Money is also a factor. It’s a better investment to develop people who are in it for the long haul. How many employers are willing to pay for an employee’s training knowing they’re going to quit soon? Not many. So, why should the Canadian government do it?
In total, 65 per cent of Israelis shirk service without repercussions
Look at Israel. In 2015, it started a multi-year plan to reduce the length of compulsory service. Their aim was to create a more efficient military, both financially and logistically.
Plus, the concept of mandatory service doesn’t live up to its reality. It doesn’t apply to everyone. In Israel, ultra-Orthodox Jews and Arab Israelis are exempt. Among those eligible, the enlistment rate in Israel is now about 50 per cent. In total, 65 per cent of Israelis shirk service without repercussions. Why would Canadians be different?
If the argument for mandatory service is that we need to be ready for anything, especially those pesky Russians edging to the Arctic, well, I have news: Canada will likely never win an arms race with Russia. So, why pretend that compulsory training will make a difference?
And even if the purpose of such a mandate is to foster national unity, it won’t work. When conscription was introduced in Canada in 1917, protests the following spring in Quebec City by French Canadians left four dead and dozens injured.
If the goal is to create a sense of camaraderie and instill disciple and fitness, then there are better ways. Some provinces, such as Ontario, require high school students to complete community service hours to graduate. Which creates a sense of community, grows discipline and teaches new skills—without putting their lives on pause.
Compulsory service may also set people behind in their personal and professional development by making them take time off school or work. It would also impact their families. Think of rural communities where it’s all hands on deck. Taking a young person off the farm or out of the family shop could disrupt those small businesses.
Yes, the Canadian military is faltering. Yes, there could be a future danger. But mandatory service is not the answer. It will only anger Canadians, put stress on families, cost taxpayers money and risk damaging young peoples’ professional development.
If we want to increase enlistment, we need a better sales pitch.
Stephen J. Thorne says Yes
A few dozen countries have some form of compulsory military service. One would not readily guess why. Each has their own reasons for doing so.
Tiny Israel is surrounded by enemies. Men must serve 30 months in the Israeli Defense Force; women, 24.

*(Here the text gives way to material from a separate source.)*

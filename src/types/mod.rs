// ABOUTME: Validated domain types.
// ABOUTME: Node indices and the container names derived from them.

mod node_index;

pub use node_index::{NODE_CONTAINER_PREFIX, NodeIndex, NodeIndexError};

Switzerland, on the other hand, seemingly has no enemies. It has remained neutral since 1815, through two world wars and multiple other conflicts. Yet it requires all males to serve at least 21 weeks and submit to a subsequent training regimen for an indeterminate period. Women may volunteer for any position.

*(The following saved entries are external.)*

// ABOUTME: Transport double that runs commands through the local shell.
// ABOUTME: Scripts which connections succeed and records every session and command.

use async_trait::async_trait;
use parking_lot::Mutex;
use std::collections::VecDeque;
use std::path::Path;
use std::process::Stdio;
use std::sync::Arc;
use whiteblock::ssh::{CommandOutput, Connection, Connector, Error, Result, Session};

/// Outcome of one connection attempt.
#[derive(Debug, Clone, Copy, PartialEq, Eq)]
pub enum Plan {
    /// The attempt fails.
    Refuse,
    /// The connection is established and opens sessions.
    Connect,
    /// The connection is established but every session open fails.
    ConnectWithoutSessions,
}

/// Everything the double observed.
#[derive(Debug, Default)]
pub struct Recorder {
    pub connect_attempts: Mutex<usize>,
    /// Connection id for every session open attempt, in order.
    pub session_attempts: Mutex<Vec<usize>>,
    pub sessions_closed: Mutex<usize>,
    /// Connection id for every close, in order.
    pub connections_closed: Mutex<Vec<usize>>,
    /// (connection id, command) for every command executed.
    pub commands: Mutex<Vec<(usize, String)>>,
}

impl Recorder {
    pub fn connect_attempts(&self) -> usize {
        *self.connect_attempts.lock()
    }

    pub fn session_attempts(&self) -> Vec<usize> {
        self.session_attempts.lock().clone()
    }

    pub fn sessions_closed(&self) -> usize {
        *self.sessions_closed.lock()
    }

    pub fn connections_closed(&self) -> Vec<usize> {
        self.connections_closed.lock().clone()
    }

    pub fn commands(&self) -> Vec<String> {
        self.commands.lock().iter().map(|(_, c)| c.clone()).collect()
    }

    pub fn command_connections(&self) -> Vec<usize> {
        self.commands.lock().iter().map(|(id, _)| *id).collect()
    }
}

pub struct LocalConnector {
    plans: Mutex<VecDeque<Plan>>,
    fallback: Plan,
    recorder: Arc<Recorder>,
}

impl LocalConnector {
    /// Every attempt connects.
    pub fn new() -> Self {
        Self {
            plans: Mutex::new(VecDeque::new()),
            fallback: Plan::Connect,
            recorder: Arc::default(),
        }
    }

    /// Attempts follow `plans` in order; attempts beyond them are refused.
    pub fn with_plans(plans: impl IntoIterator<Item = Plan>) -> Self {
        Self {
            plans: Mutex::new(plans.into_iter().collect()),
            fallback: Plan::Refuse,
            recorder: Arc::default(),
        }
    }

    pub fn recorder(&self) -> Arc<Recorder> {
        Arc::clone(&self.recorder)
    }
}

#[async_trait]
impl Connector for LocalConnector {
    type Connection = LocalConnection;

    fn host(&self) -> &str {
        "localhost"
    }

    async fn connect(&self) -> Result<LocalConnection> {
        let id = {
            let mut attempts = self.recorder.connect_attempts.lock();
            *attempts += 1;
            *attempts - 1
        };
        let plan = self.plans.lock().pop_front().unwrap_or(self.fallback);

        match plan {
            Plan::Refuse => Err(Error::Connection(format!(
                "connection refused to localhost (attempt {})",
                id
            ))),
            Plan::Connect | Plan::ConnectWithoutSessions => Ok(LocalConnection {
                id,
                opens_sessions: plan == Plan::Connect,
                recorder: Arc::clone(&self.recorder),
            }),
        }
    }
}

pub struct LocalConnection {
    id: usize,
    opens_sessions: bool,
    recorder: Arc<Recorder>,
}

#[async_trait]
impl Connection for LocalConnection {
    type Session = LocalSession;

    async fn open_session(&self) -> Result<LocalSession> {
        self.recorder.session_attempts.lock().push(self.id);
        if !self.opens_sessions {
            return Err(Error::Connection(format!(
                "connection {} cannot open channels",
                self.id
            )));
        }
        Ok(LocalSession {
            connection: self.id,
            used: false,
            recorder: Arc::clone(&self.recorder),
        })
    }

    async fn close(&self) -> Result<()> {
        self.recorder.connections_closed.lock().push(self.id);
        Ok(())
    }
}

pub struct LocalSession {
    connection: usize,
    used: bool,
    recorder: Arc<Recorder>,
}

impl LocalSession {
    fn start(&mut self) -> Result<()> {
        if self.used {
            return Err(Error::SessionSpent);
        }
        self.used = true;
        Ok(())
    }
}

#[async_trait]
impl Session for LocalSession {
    async fn exec(&mut self, command: &str) -> Result<CommandOutput> {
        self.start()?;
        self.recorder
            .commands
            .lock()
            .push((self.connection, command.to_string()));

        // Same shape as a remote exec: one shell, stderr merged into stdout.
        let output = tokio::process::Command::new("sh")
            .arg("-c")
            .arg(format!("{{ {}\n}} 2>&1", command))
            .stdin(Stdio::null())
            .kill_on_drop(true)
            .output()
            .await?;

        Ok(CommandOutput {
            exit_code: output.status.code().unwrap_or(255) as u32,
            output: String::from_utf8_lossy(&output.stdout).to_string(),
        })
    }

    async fn send_file(&mut self, source: &Path, destination: &str) -> Result<()> {
        self.start()?;
        tokio::fs::copy(source, destination)
            .await
            .map(|_| ())
            .map_err(|e| Error::Transfer(format!("{}: {}", source.display(), e)))
    }

    async fn close(self) -> Result<()> {
        *self.recorder.sessions_closed.lock() += 1;
        Ok(())
    }
}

South Korean men are eligible for compulsory military service between ages 18 and 30. Women aren’t required to serve, but can volunteer. Males must enlist for about two years. K-pop stars and other select celebrities can delay their service.
It’s through military service that Canadians have come together.
And a year’s military service is compulsory for Russian males 18-27 years old, minus some exemptions.
So why should Canada institute a period of mandatory military service? Because Canada is a big country with a relatively small population—just four people per square kilometre, according to the 2022 World Population Review.
Statistics Canada says almost three-quarters of Canadians live in cities. Halifax is some 6,000 kilometres from Vancouver. Toronto, some complain, is a world unto itself. For many of the 90 per cent of Canadians who live within 240 kilometres of the U.S. border, Inuvik, Iqaluit and Tuktoyaktuk might as well be on another planet.
Yet the High Arctic, the vast oceans—three of them—and all the people and places in between underscore the strengths, diversity and majesty of this country, in spite of the ever-evolving pockets of dissatisfaction that divide it.
The Canada that we know and love is said to have been founded on the battlefield of Vimy Ridge in 1917, where the four divisions of the Canadian Expeditionary Force fought together for the first time, and won.
It is there, and in the battles that followed through Hill 70, Passchendaele, Cambrai and the Hundred Days that Canadians gained their sense of nationhood, independent of the “motherland,” and earned their place in the world.
And it’s through military service that Canadians from small towns and villages, big cities and remote outposts, have come together, not only to fight, but to share stories, experiences, perspectives and insights in peacetime as well as war.
The opportunities, relationships and diverse experiences a period of military service provides let Canadians see their compatriots in a new light and their land and the world firsthand. They come away with deeper understandings, greater appreciations and, for the most part, broader perspectives.
Like it or not, military service—and not necessarily war—forges
a stronger sense of country and the planet.